Albert Turnbull

Personal information
- Full name: Albert John Turbull
- Born: 29 October 1866 Dunedin, Otago, New Zealand
- Died: 29 November 1929 (aged 63) Dunedin Hospital, Dunedin, Otago, New Zealand
- Relations: Percival Turnbull (brother)

Domestic team information
- 1896/97: Otago
- Only FC: 15 January 1897 Otago v Queensland
- Source: CricketArchive, 1 February 2024

= Albert Turnbull =

New Zealand cricketer (1866–1929)

Albert John Turnbull (29 October 1866 – 29 November 1929) was a New Zealand cricketer who played a single first-class match for Otago during the 1896–97 season.

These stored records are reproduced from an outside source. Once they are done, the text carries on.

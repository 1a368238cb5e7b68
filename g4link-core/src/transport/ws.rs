//! Binary WebSocket channel.
//!
//! One connection per frame: connect, send every chunk as a binary message
//! (`[row_start u16 LE][row_count u16 LE][payload]`), close. The controller
//! sends no per-chunk acknowledgement, so a send that completes without a
//! transport error counts as delivered.

use std::time::Duration;

use async_trait::async_trait;
use futures::SinkExt;
use tokio::net::TcpStream;
use tokio_tungstenite::tungstenite::Message;
use tokio_tungstenite::{MaybeTlsStream, WebSocketStream, connect_async};
use tokio_util::sync::CancellationToken;
use tracing::{debug, trace};

use crate::chunk::{Chunk, ChunkPlan};
use crate::error::{LinkError, TransportError};
use crate::frame::LevelMatrix;
use crate::transport::{Delivery, Endpoint, Timeouts, Transport};

// ── WsTransport ──────────────────────────────────────────────────

/// Per-frame WebSocket delivery to `ws://host:81/`.
#[derive(Debug, Clone)]
pub struct WsTransport {
    url: String,
    timeouts: Timeouts,
}

impl WsTransport {
    pub fn new(endpoint: &Endpoint, timeouts: Timeouts) -> Self {
        Self::with_url(endpoint.ws_url(), timeouts)
    }

    /// Target an explicit `ws://` URL.
    pub fn with_url(url: impl Into<String>, timeouts: Timeouts) -> Self {
        Self {
            url: url.into(),
            timeouts,
        }
    }

    pub fn url(&self) -> &str {
        &self.url
    }

    /// Open the channel for one frame.
    pub async fn open(&self) -> Result<WsSession, TransportError> {
        let connect = connect_async(self.url.as_str());
        let (stream, _response) = tokio::time::timeout(self.timeouts.connect, connect)
            .await
            .map_err(|_| TransportError::Timeout(self.timeouts.connect))?
            .map_err(|e| TransportError::Connect {
                endpoint: self.url.clone(),
                reason: e.to_string(),
            })?;
        debug!(url = %self.url, "websocket connected");
        Ok(WsSession {
            stream,
            send_timeout: self.timeouts.request,
            sent: Delivery::default(),
        })
    }
}

#[async_trait]
impl Transport for WsTransport {
    fn name(&self) -> &'static str {
        "websocket"
    }

    async fn send_frame(
        &self,
        levels: &LevelMatrix,
        plan: ChunkPlan,
        cancel: &CancellationToken,
    ) -> Result<Delivery, LinkError> {
        // Checked once per frame; a started frame always finishes.
        if cancel.is_cancelled() {
            return Err(LinkError::Cancelled);
        }

        let mut session = self.open().await?;
        for (index, chunk) in plan.chunks(levels).enumerate() {
            if let Err(e) = session.send_chunk(&chunk).await {
                session.abort();
                return Err(TransportError::Send {
                    index,
                    row_start: chunk.range.row_start,
                    row_end: chunk.range.row_end(),
                    reason: e.to_string(),
                }
                .into());
            }
        }
        Ok(session.close().await)
    }
}

// ── WsSession ────────────────────────────────────────────────────

/// An open channel, valid for one frame's chunks.
pub struct WsSession {
    stream: WebSocketStream<MaybeTlsStream<TcpStream>>,
    send_timeout: Duration,
    sent: Delivery,
}

impl WsSession {
    /// Send one chunk as a single binary message.
    pub async fn send_chunk(&mut self, chunk: &Chunk) -> Result<(), TransportError> {
        let msg = Message::Binary(chunk.encode().to_vec());
        tokio::time::timeout(self.send_timeout, self.stream.send(msg))
            .await
            .map_err(|_| TransportError::Timeout(self.send_timeout))??;
        trace!(
            row_start = chunk.range.row_start,
            rows = chunk.range.row_count,
            "chunk sent"
        );
        self.sent.chunks += 1;
        self.sent.bytes += chunk.payload.len();
        Ok(())
    }

    /// Close the channel gracefully and report what was sent.
    pub async fn close(mut self) -> Delivery {
        let closing = tokio::time::timeout(self.send_timeout, self.stream.close(None)).await;
        match closing {
            Ok(Ok(())) => {}
            Ok(Err(e)) => debug!("websocket close: {e}"),
            Err(_) => debug!("websocket close timed out"),
        }
        self.sent
    }

    /// Drop the channel after a failure without waiting on the peer.
    fn abort(self) {
        drop(self.stream);
    }
}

Turnbull was born at Dunedin in 1866. Considered a "more than useful bowler", he played club cricket in the city for Grange Cricket Club from the 1884–85 season and served on the club's committee. After returning to Dunedin, having left for New South Wales in 1890, he also played for Albion Cricket Club, captaining the side during the 1895–96 season.

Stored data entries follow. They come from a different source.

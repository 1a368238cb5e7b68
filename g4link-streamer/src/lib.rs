//! # g4link-streamer — panel streaming front end
//!
//! Loads a TOML configuration, builds a capture backend and a transport,
//! and runs one of the `stream`, `once`, `probe` or `show` commands.
//!
//! ## Transports
//!
//! - **websocket**: binary chunks to `ws://host:81/`, one connection per frame.
//! - **chunk-push**: one `POST /stream-chunk` per chunk.
//! - **upload-apply**: whole-frame `POST /upload` followed by `POST /apply`.

pub mod config;
pub mod service;
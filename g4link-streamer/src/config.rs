//! Configuration for the panel streamer.

use std::path::Path;
use std::time::Duration;

use serde::{Deserialize, Serialize};

use g4link_core::chunk::clamp_rows_per_chunk;
use g4link_core::transport::DEFAULT_WS_PORT;
use g4link_core::{
    ConfigError, Endpoint, FitMode, QuantizeOptions, Region, StreamConfig, Timeouts, TransportKind,
};

/// Top-level configuration loaded from a TOML file.
#[derive(Debug, Clone, Default, Serialize, Deserialize)]
#[serde(default)]
pub struct StreamerConfig {
    /// Panel controller address and network deadlines.
    pub device: DeviceConfig,
    /// Desktop capture settings.
    pub capture: CaptureConfig,
    /// Frame rate, chunking and conversion.
    pub stream: StreamSettings,
    /// Still-image conversion.
    pub image: ImageConfig,
    /// Logging settings.
    pub logging: LoggingConfig,
}

/// Panel controller address.
#[derive(Debug, Clone, Serialize, Deserialize)]
#[serde(default)]
pub struct DeviceConfig {
    /// Host or IP, optionally with an HTTP port or `http://` prefix.
    pub host: String,
    /// WebSocket port.
    pub ws_port: u16,
    /// Per-request deadline in milliseconds.
    pub timeout_ms: u64,
    /// Health-check deadline in milliseconds.
    pub health_timeout_ms: u64,
    /// TCP / WebSocket handshake deadline in milliseconds.
    pub connect_timeout_ms: u64,
}

/// Desktop capture configuration.
#[derive(Debug, Clone, Serialize, Deserialize)]
#[serde(default)]
pub struct CaptureConfig {
    pub x: i32,
    pub y: i32,
    pub width: u32,
    pub height: u32,
    /// Monitor index to capture (0 = primary).
    pub monitor_index: u32,
    /// DXGI acquire timeout in milliseconds.
    pub capture_timeout_ms: u32,
}

/// Streaming settings.
#[derive(Debug, Clone, Serialize, Deserialize)]
#[serde(default)]
pub struct StreamSettings {
    /// Target frames per second; ≤ 0 means 1.
    pub fps: f64,
    /// Rows per chunk; outside 1..=60 means 10.
    pub rows_per_chunk: i64,
    /// `websocket`, `chunk-push` or `upload-apply`.
    pub transport: TransportKind,
    /// Map bright to dark.
    pub invert: bool,
    /// Optional gamma exponent; ≤ 0 disables it.
    #[serde(skip_serializing_if = "Option::is_none")]
    pub gamma: Option<f32>,
}

/// Still-image conversion.
#[derive(Debug, Clone, Default, Serialize, Deserialize)]
#[serde(default)]
pub struct ImageConfig {
    /// `stretch` or `letterbox`.
    pub fit: FitMode,
}

/// Logging settings.
#[derive(Debug, Clone, Serialize, Deserialize)]
#[serde(default)]
pub struct LoggingConfig {
    /// Log level: "trace", "debug", "info", "warn", "error".
    pub level: String,
}

// ── Defaults ─────────────────────────────────────────────────────

impl Default for DeviceConfig {
    fn default() -> Self {
        Self {
            host: "192.168.1.189".into(),
            ws_port: DEFAULT_WS_PORT,
            timeout_ms: 10_000,
            health_timeout_ms: 5_000,
            connect_timeout_ms: 5_000,
        }
    }
}

impl Default for CaptureConfig {
    fn default() -> Self {
        let panel = Region::panel();
        Self {
            x: panel.x,
            y: panel.y,
            width: panel.width,
            height: panel.height,
            monitor_index: 0,
            capture_timeout_ms: 100,
        }
    }
}

impl Default for StreamSettings {
    fn default() -> Self {
        Self {
            fps: 1.0,
            rows_per_chunk: 10,
            transport: TransportKind::WebSocket,
            invert: false,
            gamma: None,
        }
    }
}

impl Default for LoggingConfig {
    fn default() -> Self {
        Self {
            level: "info".into(),
        }
    }
}

// ── Loading ──────────────────────────────────────────────────────

impl StreamerConfig {
    /// Load configuration from a TOML file.
    ///
    /// A missing file yields the defaults. A file that exists but cannot be
    /// read or parsed is an error.
    pub fn load(path: &Path) -> Result<Self, ConfigError> {
        let contents = match std::fs::read_to_string(path) {
            Ok(contents) => contents,
            Err(e) if e.kind() == std::io::ErrorKind::NotFound => return Ok(Self::default()),
            Err(e) => {
                return Err(ConfigError::Read {
                    path: path.display().to_string(),
                    reason: e.to_string(),
                });
            }
        };
        toml::from_str(&contents).map_err(|e| ConfigError::Parse {
            path: path.display().to_string(),
            reason: e.message().to_string(),
        })
    }

    /// Default configuration as TOML text.
    pub fn default_toml() -> Result<String, toml::ser::Error> {
        toml::to_string_pretty(&Self::default())
    }

    /// Write the default configuration to a file (for bootstrapping).
    pub fn write_default(path: &Path) -> std::io::Result<()> {
        let text = Self::default_toml().map_err(std::io::Error::other)?;
        std::fs::write(path, text)
    }

    pub fn region(&self) -> Region {
        Region::new(
            self.capture.x,
            self.capture.y,
            self.capture.width,
            self.capture.height,
        )
    }

    pub fn quantize_options(&self) -> QuantizeOptions {
        QuantizeOptions::new(self.stream.gamma, self.stream.invert)
    }

    /// Convert stream settings into a validated `StreamConfig`.
    pub fn to_stream_config(&self) -> Result<StreamConfig, ConfigError> {
        let cfg = StreamConfig {
            region: self.region(),
            fps: self.stream.fps,
            rows_per_chunk: clamp_rows_per_chunk(self.stream.rows_per_chunk),
            quantize: self.quantize_options(),
            fit: self.image.fit,
        };
        cfg.validate()?;
        Ok(cfg)
    }

    pub fn endpoint(&self) -> Result<Endpoint, ConfigError> {
        Endpoint::new(&self.device.host, self.device.ws_port)
    }

    pub fn timeouts(&self) -> Timeouts {
        Timeouts {
            connect: Duration::from_millis(self.device.connect_timeout_ms),
            request: Duration::from_millis(self.device.timeout_ms),
            health: Duration::from_millis(self.device.health_timeout_ms),
        }
    }
}

// ── Tests ────────────────────────────────────────────────────────

#[cfg(test)]
mod tests {
    use super::*;
    use tempfile::TempDir;

    #[test]
    fn default_config_serializes() {
        let text = StreamerConfig::default_toml().unwrap();
        assert!(text.contains("[device]"));
        assert!(text.contains("192.168.1.189"));
        assert!(text.contains("transport = \"websocket\""));
        assert!(!text.contains("gamma"));
    }

    #[test]
    fn websocket_transport_name_parses() {
        let parse = |name: &str| {
            toml::from_str::<StreamerConfig>(&format!("[stream]\ntransport = \"{name}\""))
                .map(|c| c.stream.transport)
        };
        assert_eq!(parse("websocket").unwrap(), TransportKind::WebSocket);
        assert_eq!(parse("chunk-push").unwrap(), TransportKind::ChunkPush);
        assert_eq!(parse("upload-apply").unwrap(), TransportKind::UploadApply);
        assert!(parse("web-socket").is_err());
    }

    #[test]
    fn missing_file_loads_defaults() {
        let dir = TempDir::new().unwrap();
        let cfg = StreamerConfig::load(&dir.path().join("absent.toml")).unwrap();
        assert_eq!(cfg.device.host, "192.168.1.189");
    }

    #[test]
    fn invalid_file_is_an_error() {
        let dir = TempDir::new().unwrap();
        let path = dir.path().join("g4link.toml");
        std::fs::write(
            &path,
            "[device]\nhost = \"10.0.0.9\"\n\n[stream]\nfps = \"fast\"\n",
        )
        .unwrap();

        let err = StreamerConfig::load(&path).unwrap_err();
        match err {
            ConfigError::Parse { path: p, reason } => {
                assert!(p.ends_with("g4link.toml"));
                assert!(reason.contains("fast"), "reason: {reason}");
            }
            other => panic!("expected parse error, got {other:?}"),
        }
    }

    #[test]
    fn unreadable_path_is_an_error() {
        let dir = TempDir::new().unwrap();
        assert!(matches!(
            StreamerConfig::load(dir.path()),
            Err(ConfigError::Read { .. })
        ));
    }

    #[test]
    fn written_defaults_load_back() {
        let dir = TempDir::new().unwrap();
        let path = dir.path().join("g4link.toml");
        StreamerConfig::write_default(&path).unwrap();

        let cfg = StreamerConfig::load(&path).unwrap();
        assert_eq!(cfg.stream.transport, TransportKind::WebSocket);
        assert_eq!(cfg.device.ws_port, 81);
        assert_eq!(cfg.capture.width, 640);
    }

    #[test]
    fn roundtrip_config() {
        let text = StreamerConfig::default_toml().unwrap();
        let parsed: StreamerConfig = toml::from_str(&text).unwrap();
        assert_eq!(parsed.device.ws_port, 81);
        assert_eq!(parsed.stream.rows_per_chunk, 10);
        assert_eq!(parsed.image.fit, FitMode::Stretch);
    }

    #[test]
    fn partial_file_keeps_other_defaults() {
        let parsed: StreamerConfig = toml::from_str(
            r#"
            [stream]
            fps = 4.0
            transport = "upload-apply"
            gamma = 2.2

            [image]
            fit = "letterbox"
            "#,
        )
        .unwrap();
        assert_eq!(parsed.stream.transport, TransportKind::UploadApply);
        assert_eq!(parsed.stream.gamma, Some(2.2));
        assert_eq!(parsed.image.fit, FitMode::Letterbox);
        assert_eq!(parsed.device.timeout_ms, 10_000);
        assert_eq!(parsed.capture.width, 640);
    }

    #[test]
    fn to_stream_config_clamps_chunk_rows() {
        let mut cfg = StreamerConfig::default();
        cfg.stream.rows_per_chunk = 200;
        assert_eq!(cfg.to_stream_config().unwrap().rows_per_chunk, 10);
        cfg.stream.rows_per_chunk = -1;
        assert_eq!(cfg.to_stream_config().unwrap().rows_per_chunk, 10);
        cfg.stream.rows_per_chunk = 60;
        assert_eq!(cfg.to_stream_config().unwrap().rows_per_chunk, 60);
    }

    #[test]
    fn to_stream_config_rejects_empty_region() {
        let mut cfg = StreamerConfig::default();
        cfg.capture.height = 0;
        assert!(matches!(
            cfg.to_stream_config(),
            Err(ConfigError::InvalidRegion { .. })
        ));
    }

    #[test]
    fn endpoint_and_timeouts() {
        let mut cfg = StreamerConfig::default();
        cfg.device.host = "http://10.0.0.7/".into();
        assert_eq!(cfg.endpoint().unwrap().ws_url(), "ws://10.0.0.7:81/");
        assert_eq!(cfg.timeouts(), Timeouts::default());
    }
}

Considered a solid, although slow scoring, batsman, a good change bowler and "a very capable field", Turnbull was considered to be in consideration for a place in the Otago provincial team during the 1895–96 season. In the event he made only a single first-class appearance for side. In a match at Carisbrook in January 1897 against a touring Queensland side he scored a duck in the first innings and a single run in the second; he did not bowl during the match.

Two of Turnbull's brothers, Alfred and Percival, played alongside him for Grange Cricket Club, with Percival Turnbull having played a single first-class match for Otago during the 1884–85 season. Albie Turnbull died at Dunedin Hospital whilst undergoing radium treatment in November 1929. He was aged 63.